The task:
Starting at the top of the entries below, set down each line exactly as written, and stop after the line containing "pub fn contains(&self, key: &str)".

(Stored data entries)

* * *

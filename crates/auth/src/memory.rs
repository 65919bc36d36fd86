//! In-memory adapters for tests and non-browser hosts.
//!
//! - No IO
//! - Cheap to clone (clones share state), so a test can keep a handle to a
//!   store after moving it into a [`crate::CredentialStore`]

use std::collections::BTreeMap;
use std::sync::{Arc, Mutex};

use crate::lifecycle::{AuthEvent, AuthEvents, NavigationError, Navigator};
use crate::store::{KeyValueStore, StoreError};

/// Map-backed [`KeyValueStore`].
///
/// An optional entry quota makes writes of new keys fail with
/// [`StoreError::QuotaExceeded`], mirroring a full browser storage area.
#[derive(Debug, Clone, Default)]
pub struct MemoryStore {
    entries: Arc<Mutex<BTreeMap<String, String>>>,
    quota: Option<usize>,
}

impl MemoryStore {
    pub fn new() -> Self {
        Self::default()
    }

    /// Store that accepts at most `max_entries` distinct keys.
    pub fn with_quota(max_entries: usize) -> Self {
        Self {
            entries: Arc::default(),
            quota: Some(max_entries),
        }
    }

    pub fn insert(&self, key: &str, value: &str) {
        if let Ok(mut entries) = self.entries.lock() {
            entries.insert(key.to_string(), value.to_string());
        }
    }

    pub fn get(&self, key: &str) -> Option<String> {
        self.entries.lock().ok()?.get(key).cloned()
    }

    pub fn contains(&self, key: &str) -> bool {
        self.get(key).is_some()
    }

    pub fn len(&self) -> usize {
        self.entries.lock().map(|e| e.len()).unwrap_or_default()
    }

    pub fn is_empty(&self) -> bool {
        self.len() == 0
    }

    /// Copy of the current contents.
    pub fn snapshot(&self) -> BTreeMap<String, String> {
        self.entries.lock().map(|e| e.clone()).unwrap_or_default()
    }
}

impl KeyValueStore for MemoryStore {
    fn get_item(&self, key: &str) -> Result<Option<String>, StoreError> {
        let entries = self.entries.lock().map_err(|_| StoreError::Poisoned)?;
        Ok(entries.get(key).cloned())
    }

    fn set_item(&self, key: &str, value: &str) -> Result<(), StoreError> {
        let mut entries = self.entries.lock().map_err(|_| StoreError::Poisoned)?;
        if let Some(max) = self.quota {
            if !entries.contains_key(key) && entries.len() >= max {
                return Err(StoreError::QuotaExceeded(key.to_string()));
            }
        }
        entries.insert(key.to_string(), value.to_string());
        Ok(())
    }

    fn remove_item(&self, key: &str) -> Result<(), StoreError> {
        let mut entries = self.entries.lock().map_err(|_| StoreError::Poisoned)?;
        entries.remove(key);
        Ok(())
    }

    fn clear(&self) -> Result<(), StoreError> {
        let mut entries = self.entries.lock().map_err(|_| StoreError::Poisoned)?;
        entries.clear();
        Ok(())
    }
}

/// [`AuthEvents`] sink that keeps every emitted event.
#[derive(Debug, Clone, Default)]
pub struct RecordingEvents {
    events: Arc<Mutex<Vec<AuthEvent>>>,
}

impl RecordingEvents {
    pub fn new() -> Self {
        Self::default()
    }

    pub fn events(&self) -> Vec<AuthEvent> {
        self.events.lock().map(|e| e.clone()).unwrap_or_default()
    }
}

impl AuthEvents for RecordingEvents {
    fn emit(&self, event: &AuthEvent) {
        if let Ok(mut events) = self.events.lock() {
            events.push(event.clone());
        }
    }
}

/// [`Navigator`] that records full-page navigations instead of performing them.
#[derive(Debug, Clone, Default)]
pub struct RecordingNavigator {
    visits: Arc<Mutex<Vec<String>>>,
}

impl RecordingNavigator {
    pub fn new() -> Self {
        Self::default()
    }

    pub fn visits(&self) -> Vec<String> {
        self.visits.lock().map(|v| v.clone()).unwrap_or_default()
    }
}

impl Navigator for RecordingNavigator {
    fn hard_navigate(&self, path: &str) -> Result<(), NavigationError> {
        let mut visits = self
            .visits
            .lock()
            .map_err(|_| NavigationError("navigator lock poisoned".to_string()))?;
        visits.push(path.to_string());
        Ok(())
    }
}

* * *

Finished task:
filename crates/auth/src/memory.rs
repository 65919bc36d36fd86
//! In-memory adapters for tests and non-browser hosts.
//!
//! - No IO
//! - Cheap to clone (clones share state), so a test can keep a handle to a
//!   store after moving it into a [`crate::CredentialStore`]

use std::collections::BTreeMap;
use std::sync::{Arc, Mutex};

use crate::lifecycle::{AuthEvent, AuthEvents, NavigationError, Navigator};
use crate::store::{KeyValueStore, StoreError};

/// Map-backed [`KeyValueStore`].
///
/// An optional entry quota makes writes of new keys fail with
/// [`StoreError::QuotaExceeded`], mirroring a full browser storage area.
#[derive(Debug, Clone, Default)]
pub struct MemoryStore {
    entries: Arc<Mutex<BTreeMap<String, String>>>,
    quota: Option<usize>,
}

impl MemoryStore {
    pub fn new() -> Self {
        Self::default()
    }

    /// Store that accepts at most `max_entries` distinct keys.
    pub fn with_quota(max_entries: usize) -> Self {
        Self {
            entries: Arc::default(),
            quota: Some(max_entries),
        }
    }

    pub fn insert(&self, key: &str, value: &str) {
        if let Ok(mut entries) = self.entries.lock() {
            entries.insert(key.to_string(), value.to_string());
        }
    }

    pub fn get(&self, key: &str) -> Option<String> {
        self.entries.lock().ok()?.get(key).cloned()
    }

    pub fn contains(&self, key: &str) -> bool {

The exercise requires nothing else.